Трое безумных тяжёлых суток я лежала, как в агонии, у раскрытого окна. Мне вводили питуитрин, заставляли пить хину и касторовое масло. Но несмотря ни на что роды не начинались. Искусственно остановленная родовая деятельность не возобновлялась. Организм сдавал. Меж собой врачи решили ввести мне тяжёлый препарат аминазин, чтобы дать отдохнуть. Получив такую инъекцию и, наверно, немалую дозу, я узнала о странном свойстве этого лекарства. Мои мышцы были неподвластны желанию двигаться, я не могла пошевелить ни рукой, ни ногой. Лёжа в неудобной позе, я слышала свой тяжёлый храп и не могла лечь по-другому. Кроме того, я слышала абсолютно всё, что творилось в палате. Обо всём этом я рассказала крайне удивлённым соседкам по палате. Получилось, что организм совсем не отдохнул. Для меня вызвали профессора, очень пожилого человека, который, с трудом подойдя ко мне, погладил по голове и спросил:

— Девочка, а как ты думаешь, что тебе надо сделать?

— Да проколите же мне пузырь! А уж если не поможет, то сделайте кесарево сечение. Не умирать же нам вдвоём!

Профессор вместе с сопровождающей свитой вышел из родильного зала. На смену ему моментально вошла акушерка с крючком в руке. Чпок! — и вода вырвалась из организма, а одновременно и малышка, которую акушерка еле успела поймать.

Но даже после родов медсестра продолжала делать стимулирующие инъекции. Я просила её прекратить это, но та непреклонно отвечала:

— Я выполняю указания врача.

В брюшине поднялась невероятная ураганная боль, и всё померкло. Кто-то из врачей кричал:

— Мамочка, откройте глаза! Откройте глаза!

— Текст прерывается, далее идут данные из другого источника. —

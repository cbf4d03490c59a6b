use std::sync::{Mutex, OnceLock};

/// Milestones of a file split, reported through [`set_split_progress_callback`].
#[derive(Debug, Clone, PartialEq)]
pub enum SplitProgress {
    Stage(&'static str),
    Target { name: String, done: usize, total: usize },
    Finished,
}

type DownloadCb = Box<dyn Fn(u64, u64) + Send + 'static>;
type SplitCb = Box<dyn Fn(SplitProgress) + Send + 'static>;

static DOWNLOAD_PROGRESS_CB: OnceLock<Mutex<Option<DownloadCb>>> = OnceLock::new();
static SPLIT_PROGRESS_CB: OnceLock<Mutex<Option<SplitCb>>> = OnceLock::new();

pub fn set_download_progress_callback(cb: impl Fn(u64, u64) + Send + 'static) {
    let slot = DOWNLOAD_PROGRESS_CB.get_or_init(|| Mutex::new(None));
    if let Ok(mut g) = slot.lock() {
        *g = Some(Box::new(cb));
    }
}

pub fn emit_download_progress(done: u64, total: u64) {
    if let Some(m) = DOWNLOAD_PROGRESS_CB.get() {
        if let Ok(g) = m.lock() {
            if let Some(cb) = &*g {
                cb(done, total);
            }
        }
    }
}

pub fn set_split_progress_callback(cb: impl Fn(SplitProgress) + Send + 'static) {
    let slot = SPLIT_PROGRESS_CB.get_or_init(|| Mutex::new(None));
    if let Ok(mut g) = slot.lock() {
        *g = Some(Box::new(cb));
    }
}

pub fn emit_split_progress(progress: SplitProgress) {
    if let Some(m) = SPLIT_PROGRESS_CB.get() {
        if let Ok(g) = m.lock() {
            if let Some(cb) = &*g {
                cb(progress);
            }
        }
    }
}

Больше я ничего не помнила. Проснулась я утром. Бросила взгляд на окно. Оно оказалось зарешеченным. Справа у стены стояла кровать, одна сторона которой была заколочена горбылём. В кровати металась женщина.

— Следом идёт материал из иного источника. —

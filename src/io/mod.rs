pub mod crypto;
pub mod net;
pub mod paths;
pub mod progress;
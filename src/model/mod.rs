pub mod model_manager;
pub mod registry;
pub mod weights;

Другая женщина, бормоча, что-то искала под моей кроватью. С улицы донёсся голос моей сестры Людмилы. Я тихонько подошла к окну.

— А почему на этом окне решётки? — спросила Люся.

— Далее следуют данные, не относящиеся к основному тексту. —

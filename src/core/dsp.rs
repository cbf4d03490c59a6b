use crate::error::{Result, UnmixError};
use ndarray::{s, Array2, Array3, Array4, ArrayView2, ArrayView3, ArrayView4, Zip};
use num_complex::Complex32;
use rayon::prelude::*;
use rustfft::{num_traits::Zero, Fft, FftPlanner};
use serde::{Deserialize, Serialize};
use std::sync::Arc;

/// Framing parameters of the spectral transform.
///
/// `center` has no default: callers state it. The separator only runs with
/// `center = true`, which is what makes `istft(stft(x))` length-exact.
#[derive(Clone, Copy, Debug, PartialEq, Eq, Serialize, Deserialize)]
pub struct StftConfig {
    pub n_fft: usize,
    pub n_hop: usize,
    pub center: bool,
}

impl StftConfig {
    pub fn validate(&self) -> Result<()> {
        if self.n_fft < 2 {
            return Err(UnmixError::InvalidConfig(format!(
                "n_fft must be at least 2, got {}",
                self.n_fft
            )));
        }
        if self.n_hop == 0 || self.n_hop >= self.n_fft {
            return Err(UnmixError::InvalidConfig(format!(
                "n_hop must satisfy 0 < n_hop < n_fft, got n_hop={} n_fft={}",
                self.n_hop, self.n_fft
            )));
        }
        Ok(())
    }

    /// Bins kept from each frame (real-input symmetry).
    pub fn nb_bins(&self) -> usize {
        self.n_fft / 2 + 1
    }

    pub fn nb_frames(&self, len: usize) -> usize {
        if self.center {
            len.div_ceil(self.n_hop) + 1
        } else if len <= self.n_fft {
            1
        } else {
            (len - self.n_fft).div_ceil(self.n_hop) + 1
        }
    }

    fn pad(&self) -> usize {
        if self.center {
            self.n_fft / 2
        } else {
            0
        }
    }
}

/// Periodic Hann window (`torch.hann_window(n, periodic=True)`).
pub fn hann_window(n_fft: usize) -> Vec<f32> {
    (0..n_fft)
        .map(|i| {
            let phase = 2.0 * std::f64::consts::PI * i as f64 / n_fft as f64;
            (0.5 - 0.5 * phase.cos()) as f32
        })
        .collect()
}

/// Index into a signal of length `len` under reflect padding (edge sample not repeated).
fn reflect_index(j: isize, len: usize) -> usize {
    if len == 1 {
        return 0;
    }
    let period = 2 * (len as isize - 1);
    let mut m = j.rem_euclid(period);
    if m >= len as isize {
        m = period - m;
    }
    m as usize
}

/// Forward/inverse short-time Fourier transform with cached plans and window.
pub struct Stft {
    config: StftConfig,
    fft_forward: Arc<dyn Fft<f32>>,
    fft_inverse: Arc<dyn Fft<f32>>,
    window: Vec<f32>,
}

impl Stft {
    pub fn new(config: StftConfig) -> Result<Self> {
        config.validate()?;
        let mut planner = FftPlanner::new();
        Ok(Self {
            config,
            fft_forward: planner.plan_fft_forward(config.n_fft),
            fft_inverse: planner.plan_fft_inverse(config.n_fft),
            window: hann_window(config.n_fft),
        })
    }

    pub fn config(&self) -> &StftConfig {
        &self.config
    }

    /// Signal laid out for framing: reflect pad on both sides when centered,
    /// zeros after that until the last frame fits.
    fn padded(&self, x: &[f32], frames: usize) -> Vec<f32> {
        let n_fft = self.config.n_fft;
        let pad = self.config.pad();
        let total = (frames - 1) * self.config.n_hop + n_fft;
        let mut out = vec![0.0f32; total];

        if self.config.center {
            let reflected = (x.len() + 2 * pad).min(total);
            for (i, v) in out[..reflected].iter_mut().enumerate() {
                *v = x[reflect_index(i as isize - pad as isize, x.len())];
            }
        } else {
            let n = x.len().min(total);
            out[..n].copy_from_slice(&x[..n]);
        }
        out
    }

    /// Transform one signal into a `(bin, frame)` complex spectrogram.
    pub fn forward_signal(&self, x: &[f32]) -> Result<Array2<Complex32>> {
        if x.is_empty() {
            return Err(UnmixError::InvalidInput("cannot transform an empty signal".into()));
        }
        let n_fft = self.config.n_fft;
        let hop = self.config.n_hop;
        let nb_bins = self.config.nb_bins();
        let frames = self.config.nb_frames(x.len());
        let signal = self.padded(x, frames);

        let mut out = Array2::<Complex32>::zeros((nb_bins, frames));
        let mut buf = vec![Complex32::zero(); n_fft];

        for fr in 0..frames {
            let frame = &signal[fr * hop..fr * hop + n_fft];
            for ((b, &v), &w) in buf.iter_mut().zip(frame).zip(&self.window) {
                *b = Complex32::new(v * w, 0.0);
            }

            self.fft_forward.process(&mut buf);

            for fi in 0..nb_bins {
                out[[fi, fr]] = buf[fi];
            }
        }

        Ok(out)
    }

    /// Invert a `(bin, frame)` spectrogram back to a signal of exactly `length` samples.
    pub fn inverse_signal(&self, spec: ArrayView2<Complex32>, length: usize) -> Result<Vec<f32>> {
        let n_fft = self.config.n_fft;
        let hop = self.config.n_hop;
        let nb_bins = self.config.nb_bins();
        let (bins, frames) = spec.dim();
        if bins != nb_bins {
            return Err(UnmixError::InvalidInput(format!(
                "spectrogram has {bins} bins, transform expects {nb_bins}"
            )));
        }
        if frames == 0 {
            return Err(UnmixError::InvalidInput("spectrogram has no frames".into()));
        }

        let total = (frames - 1) * hop + n_fft;
        let mut out = vec![0.0f32; total];
        let mut window_sum = vec![0.0f32; total];
        let mut buf = vec![Complex32::zero(); n_fft];
        let scale = 1.0 / n_fft as f32;

        for fr in 0..frames {
            for fi in 0..nb_bins {
                buf[fi] = spec[[fi, fr]];
            }
            // Hermitian completion of the negative frequencies
            for fi in nb_bins..n_fft {
                buf[fi] = buf[n_fft - fi].conj();
            }
            buf[0].im = 0.0;
            if n_fft % 2 == 0 {
                buf[n_fft / 2].im = 0.0;
            }

            self.fft_inverse.process(&mut buf);

            let start = fr * hop;
            for (i, (&w, b)) in self.window.iter().zip(&buf).enumerate() {
                out[start + i] += b.re * scale * w;
                window_sum[start + i] += w * w;
            }
        }

        for (v, &sum) in out.iter_mut().zip(&window_sum) {
            if sum > 1e-10 {
                *v /= sum;
            }
        }

        let pad = self.config.pad();
        let mut signal = vec![0.0f32; length];
        let available = total.saturating_sub(pad).min(length);
        signal[..available].copy_from_slice(&out[pad..pad + available]);
        Ok(signal)
    }

    /// Batched forward transform: `(batch, channel, samples)` to `(batch, channel, bin, frame)`.
    pub fn forward(&self, audio: ArrayView3<f32>) -> Result<Array4<Complex32>> {
        let (batch, channels, samples) = audio.dim();
        let frames = self.config.nb_frames(samples);

        let specs = (0..batch * channels)
            .into_par_iter()
            .map(|idx| {
                let row = audio.slice(s![idx / channels, idx % channels, ..]).to_vec();
                self.forward_signal(&row)
            })
            .collect::<Result<Vec<_>>>()?;

        let mut out = Array4::<Complex32>::zeros((batch, channels, self.config.nb_bins(), frames));
        for (idx, spec) in specs.into_iter().enumerate() {
            out.slice_mut(s![idx / channels, idx % channels, .., ..])
                .assign(&spec);
        }
        Ok(out)
    }

    /// Batched inverse transform to `(batch, channel, length)`.
    pub fn inverse(&self, spec: ArrayView4<Complex32>, length: usize) -> Result<Array3<f32>> {
        let (batch, channels, _, _) = spec.dim();

        let signals = (0..batch * channels)
            .into_par_iter()
            .map(|idx| {
                self.inverse_signal(spec.slice(s![idx / channels, idx % channels, .., ..]), length)
            })
            .collect::<Result<Vec<_>>>()?;

        let mut out = Array3::<f32>::zeros((batch, channels, length));
        for (idx, signal) in signals.into_iter().enumerate() {
            out.slice_mut(s![idx / channels, idx % channels, ..])
                .iter_mut()
                .zip(signal)
                .for_each(|(o, v)| *o = v);
        }
        Ok(out)
    }
}

/// Split a complex spectrogram into magnitude and phase.
pub fn magphase(spec: ArrayView4<Complex32>) -> (Array4<f32>, Array4<f32>) {
    (spec.mapv(|z| z.norm()), spec.mapv(|z| z.arg()))
}

/// Recombine magnitude and phase into a complex spectrogram.
pub fn polar(magnitude: ArrayView4<f32>, phase: ArrayView4<f32>) -> Array4<Complex32> {
    Zip::from(&magnitude)
        .and(&phase)
        .map_collect(|&m, &p| Complex32::from_polar(m, p))
}

/// Interleaved frames to a `(channel, samples)` array.
pub fn to_planar(interleaved: &[f32], channels: u16) -> Result<Array2<f32>> {
    if channels == 0 {
        return Err(UnmixError::InvalidInput("audio has zero channels".into()));
    }
    let channels = channels as usize;
    if interleaved.len() % channels != 0 {
        return Err(UnmixError::InvalidInput(format!(
            "{} interleaved samples do not divide into {channels} channels",
            interleaved.len()
        )));
    }
    let samples = interleaved.len() / channels;
    let planar = Array2::from_shape_vec((samples, channels), interleaved.to_vec())?;
    Ok(planar.reversed_axes().as_standard_layout().to_owned())
}

pub fn to_interleaved(planar: ArrayView2<f32>) -> Vec<f32> {
    planar.t().iter().copied().collect()
}

/// Adapt a `(channel, samples)` array to `target` channels: mono is duplicated,
/// multichannel is averaged down to mono.
pub fn match_channels(planar: Array2<f32>, target: usize) -> Result<Array2<f32>> {
    let (channels, samples) = planar.dim();
    if channels == target {
        return Ok(planar);
    }
    match (channels, target) {
        (1, t) => Ok(planar
            .broadcast((t, samples))
            .ok_or_else(|| UnmixError::InvalidInput("cannot broadcast mono signal".into()))?
            .to_owned()),
        (_, 1) => Ok(planar.mean_axis(ndarray::Axis(0)).map_or_else(
            || Array2::zeros((1, samples)),
            |m| m.insert_axis(ndarray::Axis(0)),
        )),
        _ => Err(UnmixError::InvalidInput(format!(
            "cannot adapt {channels} channels to {target}"
        ))),
    }
}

— А что, больше ни у кого нет? — недоумевала я.

— Я сейчас уточню, что случилось, а потом подойду сюда и позову тебя, — предупредила Люда.

— Хорошо, я тоже спрошу. Здесь около открытой двери нашей палаты сидит дежурная медсестра, — ответила я ей.

Я аккуратно спросила у дежурной медсестры:

— А вы не скажете, почему я здесь оказалась? Приехали мои родственники и пошли к заведующей уточнить, в чём дело.

— К вам родственники пришли? А мы думали, что вы одни. Конечно, вас измучили, но и вы потом в беспамятстве почти с десятком сотрудников сражались. Не помните? — доверительно ответила медсестра. — Ладно, сейчас придёт врач и переведёт вас в обычную палату. Не волнуйтесь.

Медсестра по сигналу вызвала врача.

— Мамочка, роды были молниеносные. Малышка отдыхает, и вы пока отдыхайте. Медсестра проводит вас в палату.

Мне было горько от мысли, что врачебная ошибка или халатность и дополнительные тринадцать дней, из которых — три дня бесконечной стимуляции, могут отразиться на здоровье малышки. Я понимала, что меня специально временно устроили в палату, предварительно наколов психотропными или снотворными веществами, чтобы дать мне понять, что лишние рассуждения могут привести к новым проблемам.

В результате было объявлено, что институт будет закрыт на проветривание. Мне, получившей в процессе родов пневмонию и мастит, был предложен перевод в другую больницу, а малышку решили перевести в другой институт. Но я по-своему решила этот вопрос.

Провожая нас домой, врач попросила у меня прощения и поцеловала в щёку. Меня с температурой под сорок привезли домой вместе с малышкой. В этот же день муж взял и старшую дочку из больницы.

Первую неделю по три раза в день, как к родной дочери, приходила ко мне замечательная участковая врач, приносила молочные продукты. Эта женщина стала для меня и матерью, и сиделкой, и другом, и наставницей.

— Надо же, как происходит. Кто-то как будто вредит нам, а кто-то спасает. Я буду помнить вас всегда, — говорила я при прощании с дорогим для себя человеком — участковым врачом, которая вынужденно, по семейным обстоятельствам, переезжала в Металлострой, расположенный на большом расстоянии от Сесторорецка.

— Это очень здорово, что ты продолжаешь верить в людскую доброту и не несёшь в себе обиды, — ответила врач.